With the development of market design and the increasing number of applications from school choice to kidney exchange has come the need for flexibility. The wide variety of practical settings calls for a set of tools which can be used broadly to incorporate market specific details. This dissertation collects three efforts to this end. The first two chapters concern the development of incentive compatible and Pareto efficient mechanisms in a setting where constraints are taken very broadly. The third abandons Pareto efficiency in favor of stability.
In the first chapter, coauthored with David S. Ahn, we study private-good allocation mechanisms where an arbitrary constraint delimits the set of feasible joint allocations. This generality provides a unified perspective over several prominent examples that can be parameterized as constraints in this model, including house allocation, roommate assignment, and social choice. We first characterize the set of two-agent strategy-proof and Pareto efficient mechanisms, showing that every mechanism is a "local dictatorship.'' For more than two agents, we leverage this result to provide a new characterization of group strategy-proofness. In particular, an N-agent mechanism is group strategy-proof if and only if all its two-agent marginal mechanisms (defined by holding fixed all but two agents' preferences) are individually strategy-proof and Pareto efficient. To illustrate their usefulness, we apply these results to the roommates problem to discover the novel finding that all group strategy-proof and Pareto efficient mechanisms are generalized serial dictatorships, a new class of mechanisms. Our results also yield a simple new proof of the Gibbard--Satterthwaite Theorem.
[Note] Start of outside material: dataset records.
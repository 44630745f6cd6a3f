use std::path::{Path, PathBuf};
use std::time::Duration;

use anyhow::Result;
use async_trait::async_trait;
use regex::Regex;
use tokio::process::Command;
use tracing::{debug, warn};

use super::{required_str, Tool};

const MAX_OUTPUT: usize = 10_000;

const DENY_PATTERNS: &[&str] = &[
    r"\brm\s+-[rf]{1,2}\b",
    r"\brmdir\s+/s\b",
    r"\b(mkfs|diskpart)\b",
    r"\bdd\s+if=",
    r">\s*/dev/sd",
    r"\b(shutdown|reboot|poweroff)\b",
    r":\(\)\s*\{.*\};\s*:",
];

/// Runs a command through `sh -c` in the workspace, with a timeout and a
/// deny-list of destructive patterns.
pub struct BashTool {
    timeout: Duration,
    working_dir: PathBuf,
    deny_patterns: Vec<Regex>,
    restrict_to_workspace: bool,
    absolute_path_re: Option<Regex>,
}

impl BashTool {
    pub fn new(working_dir: PathBuf, timeout_secs: u64, restrict_to_workspace: bool) -> Self {
        let deny_patterns = DENY_PATTERNS
            .iter()
            .filter_map(|p| Regex::new(p).ok())
            .collect();

        Self {
            timeout: Duration::from_secs(timeout_secs),
            working_dir,
            deny_patterns,
            restrict_to_workspace,
            absolute_path_re: Regex::new(r#"(?:^|[\s|>])(/[^\s"'>]+)"#).ok(),
        }
    }

    fn guard_command(&self, command: &str) -> Option<String> {
        let lower = command.to_lowercase();
        if self.deny_patterns.iter().any(|re| re.is_match(&lower)) {
            return Some("Error: Command blocked by safety guard (dangerous pattern detected)".into());
        }

        if !self.restrict_to_workspace {
            return None;
        }

        if command.contains("../") {
            return Some("Error: Command blocked by safety guard (path traversal detected)".into());
        }

        let cwd = self
            .working_dir
            .canonicalize()
            .unwrap_or_else(|_| self.working_dir.clone());
        let re = self.absolute_path_re.as_ref()?;
        for cap in re.captures_iter(command) {
            let Some(m) = cap.get(1) else { continue };
            let p = Path::new(m.as_str());
            let resolved = p.canonicalize().unwrap_or_else(|_| p.to_path_buf());
            if !resolved.starts_with(&cwd) {
                return Some(
                    "Error: Command blocked by safety guard (path outside working dir)".into(),
                );
            }
        }

        None
    }
}

#[async_trait]
impl Tool for BashTool {
    fn name(&self) -> &str {
        "bash"
    }

    fn description(&self) -> &str {
        "Execute a bash command and return the output"
    }

    fn parameters_schema(&self) -> serde_json::Value {
        serde_json::json!({
            "type": "object",
            "properties": {
                "command": {
                    "type": "string",
                    "description": "The bash command to execute"
                }
            },
            "required": ["command"]
        })
    }

    async fn execute(&self, params: serde_json::Value) -> Result<String> {
        let command = required_str(&params, "command")?;

        if let Some(err) = self.guard_command(command) {
            warn!("Blocked command: {command}");
            return Ok(err);
        }
        debug!("bash: {command}");

        let result = tokio::time::timeout(
            self.timeout,
            Command::new("sh")
                .arg("-c")
                .arg(command)
                .current_dir(&self.working_dir)
                .kill_on_drop(true)
                .output(),
        )
        .await;

        let output = match result {
            Ok(Ok(output)) => output,
            Ok(Err(e)) => return Ok(format!("Error executing command: {e}")),
            Err(_) => {
                return Ok(format!(
                    "Error: Command timed out after {} seconds",
                    self.timeout.as_secs()
                ))
            }
        };

        let mut parts = Vec::new();
        let stdout = String::from_utf8_lossy(&output.stdout);
        if !stdout.is_empty() {
            parts.push(stdout.to_string());
        }
        let stderr = String::from_utf8_lossy(&output.stderr);
        if !stderr.trim().is_empty() {
            parts.push(format!("STDERR:\n{stderr}"));
        }
        if !output.status.success() {
            parts.push(format!(
                "\nExit code: {}",
                output.status.code().unwrap_or(-1)
            ));
        }

        let text = if parts.is_empty() {
            "(no output)".to_string()
        } else {
            parts.join("\n")
        };

        if text.len() > MAX_OUTPUT {
            let mut end = MAX_OUTPUT;
            while !text.is_char_boundary(end) {
                end -= 1;
            }
            Ok(format!(
                "{}\n... (truncated, {} more bytes)",
                &text[..end],
                text.len() - end
            ))
        } else {
            Ok(text)
        }
    }
}

#[cfg(test)]
mod tests {
    use super::*;

    fn make_tool(dir: &Path, restrict: bool) -> BashTool {
        BashTool::new(dir.to_path_buf(), 10, restrict)
    }

    #[test]
    fn test_guard_allows_safe_commands() {
        let dir = tempfile::tempdir().unwrap();
        let tool = make_tool(dir.path(), false);
        assert!(tool.guard_command("echo hello").is_none());
        assert!(tool.guard_command("ls -la /etc").is_none());
    }

    #[test]
    fn test_guard_blocks_destructive_patterns() {
        let dir = tempfile::tempdir().unwrap();
        let tool = make_tool(dir.path(), false);
        for cmd in ["rm -rf /", "RM -f data.db", "dd if=/dev/zero of=x", "reboot"] {
            let blocked = tool.guard_command(cmd);
            assert!(blocked.is_some(), "{cmd} should be blocked");
        }
    }

    #[test]
    fn test_guard_restricted_to_workspace() {
        let dir = tempfile::tempdir().unwrap();
        let tool = make_tool(dir.path(), true);
        let traversal = tool.guard_command("cat ../../etc/passwd").unwrap();
        assert!(traversal.contains("path traversal"));
        let outside = tool.guard_command("cat /etc/passwd").unwrap();
        assert!(outside.contains("outside working dir"));
    }

    #[tokio::test]
    async fn test_exec_simple_command() {
        let dir = tempfile::tempdir().unwrap();
        let tool = make_tool(dir.path(), false);
        let result = tool
            .execute(serde_json::json!({"command": "echo hello"}))
            .await
            .unwrap();
        assert_eq!(result.trim(), "hello");
    }

    #[tokio::test]
    async fn test_exec_runs_in_working_dir() {
        let dir = tempfile::tempdir().unwrap();
        std::fs::write(dir.path().join("marker.txt"), "").unwrap();
        let tool = make_tool(dir.path(), false);
        let result = tool
            .execute(serde_json::json!({"command": "ls"}))
            .await
            .unwrap();
        assert!(result.contains("marker.txt"));
    }

    #[tokio::test]
    async fn test_exec_nonzero_exit_with_stderr() {
        let dir = tempfile::tempdir().unwrap();
        let tool = make_tool(dir.path(), false);
        let result = tool
            .execute(serde_json::json!({"command": "echo oops >&2; exit 3"}))
            .await
            .unwrap();
        assert!(result.contains("STDERR:\noops"));
        assert!(result.contains("Exit code: 3"));
    }

    #[tokio::test]
    async fn test_exec_no_output() {
        let dir = tempfile::tempdir().unwrap();
        let tool = make_tool(dir.path(), false);
        let result = tool
            .execute(serde_json::json!({"command": "true"}))
            .await
            .unwrap();
        assert_eq!(result, "(no output)");
    }

    #[tokio::test]
    async fn test_exec_timeout() {
        let dir = tempfile::tempdir().unwrap();
        let tool = BashTool::new(dir.path().to_path_buf(), 1, false);
        let result = tool
            .execute(serde_json::json!({"command": "sleep 5"}))
            .await
            .unwrap();
        assert!(result.contains("timed out after 1 seconds"));
    }
}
The second chapter, coauthored with David S. Ahn, takes a more concrete approach. In the same setting as chapter 1, we introduce a large subclass of mechanisms which we dub "constraint-traversing" and explore their properties. In particular, we provide two weak conditions -- forward consistency and backward consistency -- which, if satisfied, guarantee that a mechanism is group strategy-proof and Pareto efficient. We illustrate the usefulness of this approach by deriving the set of 3-agent and 3-object house allocation mechanisms (already characterized by (Pycia and Unver 2017). In addition, we demonstrate that these conditions can be equally applied to many "nearby" problems that would otherwise be intractable. Constraint-traversing mechanisms have a number of convenient properties. First, group strategy-proofness implies Pareto efficiency. Second, the marginal mechanisms of any constraint-traversing mechanism is also constraint-traversing.
In the final chapter, I consider stability in a two-sided matching context rather than incentive compatibility and Pareto efficiency in allocation mechanisms. I introduce a unified framework for studying two-sided matching problems with constraints. I introduce a matching algorithm called the constrained cumulative deferred acceptance algorithm capable of accommodating a wide variety of constraints. Like the deferred acceptance algorithm, one side of the market makes proposals to another. A "constraint correspondence" dynamically limits the choices of the receiving side in order to enforce that the ultimate match satisfies the constraint. If the constraint correspondence satisfies a "generalized substitutes" condition, the ultimate match will be constrained stable in the sense that satisfying any blocking pair would lead to a violation of the constraint. I provide two further conditions, "aggregate monotonicity" and "constraint IIA," on the constraint correspondence which ensure the constrained cumulative deferred acceptance algorithm implements a strategy-proof mechanism. Finally, I study the comparative statics of constraint correspondences.